Turning to the merits, the Supreme Court correctly denied those branches of Julian's motion which were for summary judgment dismissing the first, second, third, fourth, fifth, seventh, and eighth causes of action insofar as asserted against him. Julian's submissions in support of his motion did not demonstrate the absence of questions of fact as to those causes of action. Triable issues of fact include Julian's roles in obtaining title to the subject premises, allegedly defrauding Martin, and participating in legal proceedings in furtherance of the alleged scheme to defraud Martin and take the subject property from him without remuneration. Since Julian failed to meet his burden of establishing his prima facie entitlement to judgment as a matter of law on those causes of action, it is unnecessary to consider the sufficiency of the plaintiffs' papers in opposition (see Alvarez v. Prospect Hosp., 68 N.Y.2d 320, 324, 508 N.Y.S.2d 923, 501 N.E.2d 572; Winegrad v. New York Univ. Med. Ctr., 64 N.Y.2d 851, 853, 487 N.Y.S.2d 316, 476 N.E.2d 642).
Moreover, the affirmative defenses asserted by Feller and Uziel were not substantiated with factual allegations and were conclusory in nature. Accordingly, the Supreme Court properly granted those branches of the plaintiffs' cross motion which were for summary judgment dismissing the affirmative defenses separately asserted by Feller and Uziel (see CPLR 3013, 3018[b]; Cohen Fashion Opt., Inc. v. V & M Opt., Inc., 51 A.D.3d 619, 858 N.Y.S.2d 260; Petracca v. Petracca, 305 A.D.2d 566, 567, 760 N.Y.S.2d 513).

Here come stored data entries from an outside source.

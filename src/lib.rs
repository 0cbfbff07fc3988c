//! Maintenance tools for a YAML link directory.
//!
//! Three binaries share this library: a description generator, a link
//! checker and a favicon fetcher. Each one loads the dataset, fans its
//! links out over a bounded worker pool, folds the results back in and
//! either saves the dataset or writes a report.

pub mod config;
pub mod core;
pub mod dataset;
pub mod describe;
pub mod favicon;
pub mod linkcheck;
pub mod net;
pub mod pipeline;
pub mod reporting;
pub mod ui;

// Re-export the most commonly used types
pub use config::{CliConfig, Config, Settings, ToolDefaults};
pub use core::{EntryPath, Result, WebstackError, WorkItem};
pub use dataset::{Dataset, LinkEntry};
pub use net::HttpClient;
pub use pipeline::{BulkFetcher, Probe};
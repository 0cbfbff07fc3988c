use std::time::Duration;

use crate::config::Settings;
use crate::favicon::fallback::DirectFallback;
use crate::favicon::search::{FaviconValidator, SearchOptions, best_match, first_match};
use crate::favicon::templates::{expand, templates_for};
use crate::favicon::validate::{HttpValidator, QualityInfo};
use crate::net::{HttpClient, is_extended_timeout_domain};

/// Finds a favicon url for a domain through the template APIs, falling back
/// to the site itself for extended-class domains.
#[derive(Debug, Clone)]
pub struct FaviconResolver {
    client: HttpClient,
    validator: HttpValidator,
    timeout: Duration,
    extended_timeout: Duration,
    attempt_delay: Duration,
    templates: Option<Vec<String>>,
}

impl FaviconResolver {
    pub fn new(client: HttpClient, settings: &Settings) -> Self {
        Self {
            validator: HttpValidator::new(client.clone()),
            client,
            timeout: settings.timeout,
            extended_timeout: settings.extended_timeout,
            attempt_delay: settings.attempt_delay,
            templates: settings.favicon_templates.clone(),
        }
    }

    /// Replace the built-in API lists with custom `{domain}` templates
    pub fn with_templates(mut self, templates: Vec<String>) -> Self {
        self.templates = Some(templates);
        self
    }

    pub fn candidates(&self, domain: &str) -> Vec<String> {
        match self.templates {
            Some(ref templates) => {
                let templates: Vec<&str> = templates.iter().map(String::as_str).collect();
                expand(&templates, domain)
            }
            None => expand(templates_for(domain), domain),
        }
    }

    fn options(&self, domain: &str) -> SearchOptions {
        SearchOptions {
            timeout: if is_extended_timeout_domain(domain) {
                self.extended_timeout
            } else {
                self.timeout
            },
            attempt_delay: self.attempt_delay,
        }
    }

    /// First passing candidate, then the direct fallback for extended-class
    /// domains
    pub async fn resolve(&self, domain: &str, note: &mut (dyn FnMut(String) + Send)) -> Option<String> {
        if domain.is_empty() {
            return None;
        }

        let extended = is_extended_timeout_domain(domain);
        if extended {
            note("  🇨🇳 Extended-timeout domain, using the dedicated API list".to_string());
        }

        let candidates = self.candidates(domain);
        if let Some(found) = first_match(&candidates, &self.validator, self.options(domain), note).await {
            return Some(found);
        }

        if extended {
            note("  🔄 Trying the site itself...".to_string());
            if let Some(found) = DirectFallback::new(&self.client)
                .find(domain, &self.validator, note)
                .await
            {
                return Some(found);
            }
        }

        note("  ❌ No usable favicon found".to_string());
        None
    }

    /// Highest-scoring candidate; falls back to [`resolve`](Self::resolve)
    /// when none scores
    pub async fn resolve_best(
        &self,
        domain: &str,
        note: &mut (dyn FnMut(String) + Send),
    ) -> Option<String> {
        if domain.is_empty() {
            return None;
        }

        let candidates = self.candidates(domain);
        if let Some(best) = best_match(&candidates, &self.validator, self.options(domain), note).await {
            note(format!("  🎉 Selected: {} (score: {})", best.url, best.score));
            return Some(best.url);
        }

        note("  🔄 No high-quality favicon, trying the standard search...".to_string());
        self.resolve(domain, &mut |_| {}).await
    }

    pub async fn quality(&self, url: &str) -> QualityInfo {
        self.validator.quality(url).await
    }

    pub async fn is_valid(&self, url: &str, timeout: Duration) -> bool {
        self.validator.is_valid(url, timeout).await
    }
}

However, the Supreme Court erred in denying that branch of Julian's motion which was for summary judgment dismissing the sixth cause of action insofar as asserted against him, which alleged a civil RICO violation pursuant to 18 USC § 1962(c). To establish a cause of action based on a violation of 18 USC 1962(c), a plaintiff must demonstrate conduct of an enterprise through a pattern of racketeering activity, meaning that the racketeering predicates are related and amount to or constitute a threat of continued racketeering activity (see H.J. Inc. v. Northwestern Bell Telephone Co., 492 U.S. 229, 239-240, 109 S.Ct. 2893, 106 L.Ed.2d 195). Julian established, prima facie, that the plaintiffs failed to satisfy the continuity element of a RICO cause of action because the subject matter of the alleged scheme-to steal the subject property from Martin, Chana, and their family-was limited to one real estate transaction and spanned only one year, and therefore did not amount to a conspiracy giving rise to a threat of ongoing or future racketeering activity (see Vicom, Inc. v. Harbridge Merchant Servs., Inc., 20 F.3d 771; Thompson v. Paasche, 950 F.2d 306, 310-311; Feinstein v. Resolution Trust Corp., 942 F.2d 34; Continental Realty Corp. v. J.C. Penney Co. Inc., 729 F.Supp. 1452). In opposition, the plaintiffs failed to raise a triable issue of fact (see generally Zuckerman v. City of New York, 49 N.Y.2d 557, 562-563, 427 N.Y.S.2d 595, 404 N.E.2d 718).
Moreover, the Supreme Court should have, upon searching the record, awarded summary judgment to Feller and Uziel dismissing the sixth cause of action insofar as asserted against them as well (see CPLR 3212[b] ).
The defendants' remaining contentions are either not properly before this court or without merit.